We also add some cases where no behavioral change is inserted. For instance, we add/remove comments, white space, change variable names, so forth. The rationale behind this is to understand how good the system is at detecting those corner cases where no re-synthesis is needed. Ideally, a good implementation should be able to detect that there was no change and return in almost no time. In some cases, this will not happen and at least a part of the flow will be triggered. Those changes were artificially created by us, but were inspired in cases observed in repository diffs.

Changes are divided into three categories: No Changes, LocalChanges, GlobalChanges. No Changes does not reflect any real change in the behavior of a system, they can be adding whitespace, double invertions, changing the name of a variable, or actual changes to unused parts of the circuit. The *LocalChanges* category includes changes within a module, mostly single line changes, or very localized changes, for instance changing the condition on an if-else if chain, changing the constant values, arithmetic operations, so forth. Finally, Global Changes are changes that either affect multiple modules or a module that is instantiated multiple times in the design. Although we split changes into LocalChanges and GlobalChanges it is not necessarily the case that the amount of reused cells will be lower for GlobalChanges, since this is largely flow-dependent. We also believe that researches could focus more on some types of changes in a given work, since different types of techniques will behave differently in each category.

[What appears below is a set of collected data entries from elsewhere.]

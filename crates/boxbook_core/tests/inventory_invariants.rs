use boxbook_core::db::open_db_in_memory;
use boxbook_core::{
    BookStatus, InventoryRepository, InventoryService, ManualClock, MemoryInventoryRepository,
    NewBook, SqliteInventoryRepository, BOX_CAPACITY,
};

/// Small deterministic generator so failures reproduce without extra crates.
struct Lcg(u64);

impl Lcg {
    fn next(&mut self, bound: usize) -> usize {
        self.0 = self
            .0
            .wrapping_mul(6_364_136_223_846_793_005)
            .wrapping_add(1_442_695_040_888_963_407);
        ((self.0 >> 33) as usize) % bound.max(1)
    }
}

fn drive_random_operations<R: InventoryRepository>(
    service: &InventoryService<R, &ManualClock>,
    clock: &ManualClock,
    seed: u64,
) {
    let mut rng = Lcg(seed);
    for step in 0..300 {
        clock.advance(1);
        let boxes = service.list_boxes().unwrap();
        let books = service.list_books().unwrap();
        let pick_box = |rng: &mut Lcg| boxes.get(rng.next(boxes.len())).map(|b| b.id);
        let pick_book = |rng: &mut Lcg| books.get(rng.next(books.len())).map(|b| b.id);

        // Rejections are expected; only the resulting state is checked.
        match rng.next(8) {
            0 => {
                let _ = service.create_box(format!("box-{step}"));
            }
            1 => {
                let _ = service.create_book(book_input(step));
            }
            2 => {
                if let Some(box_id) = pick_box(&mut rng) {
                    let _ = service.create_book_in_box(box_id, book_input(step));
                }
            }
            3 | 4 => {
                if let (Some(box_id), Some(book_id)) = (pick_box(&mut rng), pick_book(&mut rng)) {
                    let _ = service.add_book_to_box(box_id, book_id);
                }
            }
            5 => {
                if let (Some(box_id), Some(book_id)) = (pick_box(&mut rng), pick_book(&mut rng)) {
                    let _ = service.remove_book_from_box(box_id, book_id);
                }
            }
            6 => {
                if let Some(box_id) = pick_box(&mut rng) {
                    let _ = service.delete_box(box_id);
                }
            }
            _ => {
                if let Some(book_id) = pick_book(&mut rng) {
                    let _ = service.delete_book(book_id);
                }
            }
        }

        assert_state_consistent(service, step);
    }
}

fn book_input(step: usize) -> NewBook {
    NewBook {
        title: format!("book-{step}"),
        description: String::new(),
        author: String::new(),
        price: step as f64,
    }
}

fn assert_state_consistent<R: InventoryRepository>(
    service: &InventoryService<R, &ManualClock>,
    step: usize,
) {
    let boxes = service.list_boxes().unwrap();
    let books = service.list_books().unwrap();

    for record in &boxes {
        assert!(record.contents.len() <= BOX_CAPACITY, "step {step}: box over capacity");
        for book_id in &record.contents {
            assert!(
                books.iter().any(|book| book.id == *book_id),
                "step {step}: box lists missing book"
            );
        }
    }

    for book in &books {
        let owners = boxes
            .iter()
            .map(|record| record.contents.iter().filter(|id| **id == book.id).count())
            .sum::<usize>();
        let expected = usize::from(book.status == BookStatus::Stored);
        assert_eq!(owners, expected, "step {step}: book {} membership", book.id);

        match service.locate_book(book.id) {
            Ok(box_id) => assert!(boxes
                .iter()
                .any(|record| record.id == box_id && record.contains(book.id))),
            Err(err) => assert_eq!(book.status, BookStatus::Unstored, "step {step}: {err}"),
        }
    }
}

#[test]
fn memory_adapter_holds_invariants_under_random_operations() {
    for seed in [1, 7, 42] {
        let clock = ManualClock::new(0);
        let service = InventoryService::with_clock(MemoryInventoryRepository::new(), &clock);
        drive_random_operations(&service, &clock, seed);
    }
}

#[test]
fn sqlite_adapter_holds_invariants_under_random_operations() {
    for seed in [3, 11] {
        let conn = open_db_in_memory().unwrap();
        let clock = ManualClock::new(0);
        let service =
            InventoryService::with_clock(SqliteInventoryRepository::try_new(&conn).unwrap(), &clock);
        drive_random_operations(&service, &clock, seed);
    }
}

#[test]
fn concurrent_adds_never_overfill_a_box() {
    let service = InventoryService::new(MemoryInventoryRepository::new());
    let shelf = service.create_box("Shared").unwrap();
    let books = (0..12)
        .map(|index| service.create_book(book_input(index)).unwrap().id)
        .collect::<Vec<_>>();

    let outcomes = std::thread::scope(|scope| {
        let handles = books
            .iter()
            .map(|book_id| {
                let service = &service;
                let shelf_id = shelf.id;
                let book_id = *book_id;
                scope.spawn(move || service.add_book_to_box(shelf_id, book_id).is_ok())
            })
            .collect::<Vec<_>>();
        handles
            .into_iter()
            .map(|handle| handle.join().unwrap())
            .collect::<Vec<_>>()
    });
    assert_eq!(outcomes.iter().filter(|ok| **ok).count(), BOX_CAPACITY);

    let stored = books
        .iter()
        .filter(|id| service.get_book(**id).unwrap().status == BookStatus::Stored)
        .count();
    assert_eq!(stored, BOX_CAPACITY);
    assert_eq!(service.get_box(shelf.id).unwrap().contents.len(), BOX_CAPACITY);
}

A summary with the number of changes added to each benchmark is given in Table 2, with breakdown by category and source (actual or synthetic). For DX and AL, all changes are considered actual changes. We tried to keep a distribution of largely *LocalChanges*, since the idea behind ANUBIS is to leverage small incremental steps, although some *GlobalChanges* are expected. The percentage of *LocalChanges* versus *GlobalChanges* approximately reflects our observations from the repository histories that we looked at, although we did not perform any statistical analysis over the histories.

# 3.3 Setup requirements to report ANUBIS results

For the sake of fairness, we assume that researchers using ANUBIS will abide to ethics when reporting results. Nevertheless, we discuss some of the "minimum" expected setup conditions for a fair reporting on ANUBIS.

**Table 2:** Summary of changes inserted in the benchmarks with breakdown by category and source: actual code changes including git and commented out code (A) and synthetic (S).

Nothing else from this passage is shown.